** Opening EXTRACTED DATA block **
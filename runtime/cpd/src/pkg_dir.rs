//! Device package directory
//!
//! Layout, all little-endian 64-bit words:
//! - entry 0: `{PKG_DIR_HDR_MARK, component count + 1}`
//! - entry i: `{device address, size[23:0] | version[47:32] | id[54:48]}`
//! - unused entries up to [`PKG_DIR_ENTRIES`] are zero
//! - then the manifest bytes, then the metadata bytes

use alloc::boxed::Box;

use crate::bytes::{read_u64, write_u64};
use crate::validate::FirmwareImage;
use crate::{
    CpdError, Result, MAX_COMPONENTS, MAX_COMPONENT_ID, MAX_COMPONENT_SIZE,
    MAX_COMPONENT_VERSION, PKG_DIR_ENTRIES, PKG_DIR_ENT_LEN, PKG_DIR_HDR_MARK, PKG_DIR_SIZE,
};

const SIZE_MASK: u64 = 0x00ff_ffff;
const VERSION_SHIFT: u32 = 32;
const VERSION_MASK: u64 = 0xffff;
const TYPE_SHIFT: u32 = 48;
const TYPE_MASK: u64 = 0x7f;

/// Device-addressable memory with a host view
#[derive(Debug)]
pub struct DeviceBuffer {
    device_address: u64,
    host: Box<[u8]>,
}

impl DeviceBuffer {
    pub fn new(device_address: u64, host: Box<[u8]>) -> Self {
        Self {
            device_address,
            host,
        }
    }

    pub fn device_address(&self) -> u64 {
        self.device_address
    }

    pub fn len(&self) -> usize {
        self.host.len()
    }

    pub fn is_empty(&self) -> bool {
        self.host.is_empty()
    }

    pub fn as_slice(&self) -> &[u8] {
        &self.host
    }

    pub fn as_mut_slice(&mut self) -> &mut [u8] {
        &mut self.host
    }
}

/// Allocator for memory the firmware can address
pub trait DeviceMemory {
    /// Allocate `size` bytes; `None` when memory is exhausted
    fn alloc(&mut self, size: usize) -> Option<DeviceBuffer>;

    fn free(&mut self, buffer: DeviceBuffer);
}

/// Package directory built in device memory
#[derive(Debug)]
pub struct PackageDirectory {
    buffer: DeviceBuffer,
    manifest_len: usize,
    metadata_len: usize,
}

impl PackageDirectory {
    pub fn device_address(&self) -> u64 {
        self.buffer.device_address()
    }

    pub fn bytes(&self) -> &[u8] {
        self.buffer.as_slice()
    }

    fn word(&self, index: usize) -> u64 {
        read_u64(self.buffer.as_slice(), index * 8)
    }

    fn component_word(&self, component: usize, word: usize) -> Option<u64> {
        (component < MAX_COMPONENTS).then(|| self.word((component + 1) * PKG_DIR_ENT_LEN + word))
    }

    pub fn header_mark(&self) -> u64 {
        self.word(0)
    }

    /// Entry count as written in the header, header entry included
    pub fn entry_count(&self) -> u64 {
        self.word(1)
    }

    /// Device address of component `component`
    pub fn entry_address(&self, component: usize) -> Option<u64> {
        self.component_word(component, 0)
    }

    pub fn entry_size(&self, component: usize) -> Option<u32> {
        self.component_word(component, 1)
            .map(|word| (word & SIZE_MASK) as u32)
    }

    pub fn entry_version(&self, component: usize) -> Option<u16> {
        self.component_word(component, 1)
            .map(|word| ((word >> VERSION_SHIFT) & VERSION_MASK) as u16)
    }

    /// Component id ("type") of component `component`
    pub fn entry_type(&self, component: usize) -> Option<u8> {
        self.component_word(component, 1)
            .map(|word| ((word >> TYPE_SHIFT) & TYPE_MASK) as u8)
    }

    pub fn manifest(&self) -> &[u8] {
        &self.bytes()[PKG_DIR_SIZE..PKG_DIR_SIZE + self.manifest_len]
    }

    pub fn metadata(&self) -> &[u8] {
        let start = PKG_DIR_SIZE + self.manifest_len;
        &self.bytes()[start..start + self.metadata_len]
    }

    /// Hand the buffer back to the allocator it came from
    pub fn release(self, memory: &mut dyn DeviceMemory) {
        memory.free(self.buffer);
    }
}

fn pack_entry(size: u32, id: u32, version: u32) -> u64 {
    (size as u64 & SIZE_MASK)
        | ((version as u64 & VERSION_MASK) << VERSION_SHIFT)
        | ((id as u64 & TYPE_MASK) << TYPE_SHIFT)
}

fn put_word(bytes: &mut [u8], index: usize, value: u64) {
    write_u64(bytes, index * 8, value);
}

/// Build the package directory for a validated firmware image
///
/// `src_device_address` is where the firmware blob itself is visible to the
/// device; component addresses are computed from it. The buffer is released
/// again if any component fails its range checks.
pub fn build_device_table(
    image: &FirmwareImage<'_>,
    src_device_address: u64,
    memory: &mut dyn DeviceMemory,
) -> Result<PackageDirectory> {
    let components = image.module_data().components();
    if components.entry_count() > MAX_COMPONENTS {
        return Err(CpdError::TooManyComponents {
            count: components.entry_count(),
            max: MAX_COMPONENTS,
        });
    }

    let manifest = image.manifest();
    let metadata = image.metadata().bytes();
    let size = PKG_DIR_SIZE + manifest.len() + metadata.len();

    let mut buffer = memory.alloc(size).ok_or(CpdError::AllocationFailed { size })?;
    if buffer.len() < size {
        memory.free(buffer);
        return Err(CpdError::AllocationFailed { size });
    }

    if let Err(err) = fill_table(image, src_device_address, buffer.as_mut_slice()) {
        log::error!("package directory build failed: {}", err);
        memory.free(buffer);
        return Err(err);
    }

    log::debug!(
        "package directory at {:#x}: {} components, {} bytes",
        buffer.device_address(),
        components.entry_count(),
        size
    );
    Ok(PackageDirectory {
        buffer,
        manifest_len: manifest.len(),
        metadata_len: metadata.len(),
    })
}

fn fill_table(image: &FirmwareImage<'_>, src_device_address: u64, out: &mut [u8]) -> Result<()> {
    let components = image.module_data().components();
    let metadata = image.metadata();
    let module_base = device_offset(src_device_address, image.module_data_offset() as u64)?;

    out[..PKG_DIR_SIZE].fill(0);
    put_word(out, 0, PKG_DIR_HDR_MARK);
    put_word(out, 1, components.entry_count() as u64 + 1);

    for (index, entry) in components.entries().enumerate() {
        let record = metadata
            .component(index)
            .ok_or(CpdError::MissingComponent { index })?;
        if record.id > MAX_COMPONENT_ID {
            return Err(CpdError::InvalidComponentId { id: record.id });
        }
        if record.ver > MAX_COMPONENT_VERSION {
            return Err(CpdError::InvalidComponentVersion {
                version: record.ver,
            });
        }
        if entry.len > MAX_COMPONENT_SIZE {
            return Err(CpdError::InvalidComponentSize { size: entry.len });
        }

        let slot = (index + 1) * PKG_DIR_ENT_LEN;
        debug_assert!(index + 1 < PKG_DIR_ENTRIES);
        put_word(out, slot, device_offset(module_base, entry.offset as u64)?);
        put_word(out, slot + 1, pack_entry(entry.len, record.id, record.ver));
    }

    let manifest = image.manifest();
    let metadata = metadata.bytes();
    out[PKG_DIR_SIZE..PKG_DIR_SIZE + manifest.len()].copy_from_slice(manifest);
    let start = PKG_DIR_SIZE + manifest.len();
    out[start..start + metadata.len()].copy_from_slice(metadata);
    Ok(())
}

fn device_offset(base: u64, offset: u64) -> Result<u64> {
    base.checked_add(offset)
        .ok_or(CpdError::AddressOverflow { base, offset })
}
** Closing EXTRACTED DATA block **
• _TASK TO COMPLETE_
Of the lines above, retype only those from the line containing "write_u64(bytes, index * 8, value);" through the line containing "if components.entry_count() >", including both, exactly.

• _RESULT BELOW_
    write_u64(bytes, index * 8, value);
}

/// Build the package directory for a validated firmware image
///
/// `src_device_address` is where the firmware blob itself is visible to the
/// device; component addresses are computed from it. The buffer is released
/// again if any component fails its range checks.
pub fn build_device_table(
    image: &FirmwareImage<'_>,
    src_device_address: u64,
    memory: &mut dyn DeviceMemory,
) -> Result<PackageDirectory> {
    let components = image.module_data().components();
    if components.entry_count() > MAX_COMPONENTS {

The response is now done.